Physical characteristics
- • location: Saint-Narcisse, Quebec
- • coordinates: 46°32′07″N 72°22′29″W﻿ / ﻿46.53528°N 72.37472°W
- • elevation: 109 m (358 ft)
- • location: Batiscan River, Sainte-Geneviève-de-Batiscan
- • elevation: 10 m (33 ft)
- Length: 12.14 km (7.54 mi)
- Basin size: 25.86 km^{2} (9.98 sq mi)

Basin features
- • right: Bradley brook

= Rivière-à-la-Lime =

The Rivière à la lime flows in the municipality of Sainte-Geneviève-de-Batiscan, in the Les Chenaux Regional County Municipality, in the administrative region of Mauricie, in the province of Quebec, Canada. The "rivière à la lime" drains a watershed of 25.86 km^{2}. This river has a length of 12.14 km and empties into the Batiscan River.

== Geography ==

Taking it source in the Saint-Narcisse's moraine, this river of the Batiscanie flows eastward in agricultural areas (sometimes through small forest areas) in the plain at the foot of the large moraine (mountainous online extending parallel to St. Lawrence River in the east-west direction).

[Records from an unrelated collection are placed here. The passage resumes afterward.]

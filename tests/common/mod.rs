#![allow(dead_code)]

use axum::http::{self, Request};
use axum::response::Response;
use axum::Router;
use http_body_util::BodyExt;
use petclinic::{app, AppState, MemoryStore, Settings};

/// Router over the seeded in-memory clinic.
pub fn seeded_app() -> Router {
    app(AppState::new(MemoryStore::seeded(), Settings::default()))
}

pub fn get(uri: &str) -> Request<String> {
    Request::builder().uri(uri).body(String::new()).unwrap()
}

pub fn get_with(uri: &str, header: http::header::HeaderName, value: &str) -> Request<String> {
    Request::builder()
        .uri(uri)
        .header(header, value)
        .body(String::new())
        .unwrap()
}

pub fn form_request(uri: &str, body: &str) -> Request<String> {
    Request::builder()
        .method("POST")
        .uri(uri)
        .header(http::header::CONTENT_TYPE, "application/x-www-form-urlencoded")
        .body(body.to_string())
        .unwrap()
}

pub async fn body_text(response: Response) -> String {
    let bytes = response.into_body().collect().await.unwrap().to_bytes();
    String::from_utf8(bytes.to_vec()).unwrap()
}

pub async fn body_json(response: Response) -> serde_json::Value {
    let bytes = response.into_body().collect().await.unwrap().to_bytes();
    serde_json::from_slice(&bytes).unwrap()
}

pub fn location(response: &Response) -> &str {
    response.headers()[http::header::LOCATION].to_str().unwrap()
}
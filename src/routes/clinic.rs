//! Clinic pages and the vets API.

use crate::handlers::{crash, owner, pet, vet, visit, welcome};
use crate::state::AppState;
use axum::{routing::get, Router};

pub fn clinic_routes(state: AppState) -> Router {
    Router::new()
        .route("/", get(welcome::welcome))
        .route("/owners/new", get(owner::init_creation_form).post(owner::process_creation_form))
        .route("/owners/find", get(owner::init_find_form))
        .route("/owners", get(owner::process_find_form))
        .route("/owners/:owner_id", get(owner::show_owner))
        .route(
            "/owners/:owner_id/edit",
            get(owner::init_update_form).post(owner::process_update_form),
        )
        .route(
            "/owners/:owner_id/pets/new",
            get(pet::init_creation_form).post(pet::process_creation_form),
        )
        .route(
            "/owners/:owner_id/pets/:pet_id/edit",
            get(pet::init_update_form).post(pet::process_update_form),
        )
        .route(
            "/owners/:owner_id/pets/:pet_id/visits/new",
            get(visit::init_new_visit_form).post(visit::process_new_visit_form),
        )
        .route("/vets", get(vet::show_vet_list))
        .route("/vets.html", get(vet::show_vet_page))
        .route("/oups", get(crash::trigger_exception))
        .with_state(state)
}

This river receives waters from Bradley Creek (at 3.6 km from its mouth) which comes from Saint-Luc-de-Vincennes. In its course, the river flows through the Route 361 of the "rang Rivière à la lime" (row). The "rivière à la lime" empties into the Batiscan River, towards la "Grande pointe" (great point of land), above the village of Sainte-Geneviève-de-Batiscan. The mouth of the "rivière à la lime" is located at 6.2 km downstream from the mouth of the Rivière des Chutes and 9.2 km lower of the mouth of the Rivière des Envies. The newspaper of Trois-Rivières says on March 15, 1875, that near the "rivière à la lime", we find significant deposits of bog iron ore.

The drained basin of the "rivière à la lime" was the third area of colonization in the Lordship of Batiscan up to the 18th century, after the colonization of the surroundings of St. Lawrence River and Batiscan River. Agriculture is the main activity in the watershed. The residences of the basin are primarily located in the Third row (3e rang), Great Line (Grande Ligne) and the row of the "Rivière-à-la-Lime".

== Toponymy ==

Three theories explain the origin of the name "Rivière à la lime":

- Analogy between the sinuosity of the river and the teeth of a saw or file;
- Silty character of the river (sometimes muddy peat, clay or alluvial).
- The term "lime" is translating into French as "chaux", which is an alkaline or highly basic solids, powder and easily hydrophilic, white or whitish color. Lime is obtained by calcination of limestone, formerly manufactured by craftsmen in a lime kiln and industrially in various modern ovens. Lime is used since ancient times, especially in construction and for the foundation and foundations ways and buildings. Lime has been extensively used to whiten the outside and inside of farm buildings. The English word "limestone" means "calcaire" in French.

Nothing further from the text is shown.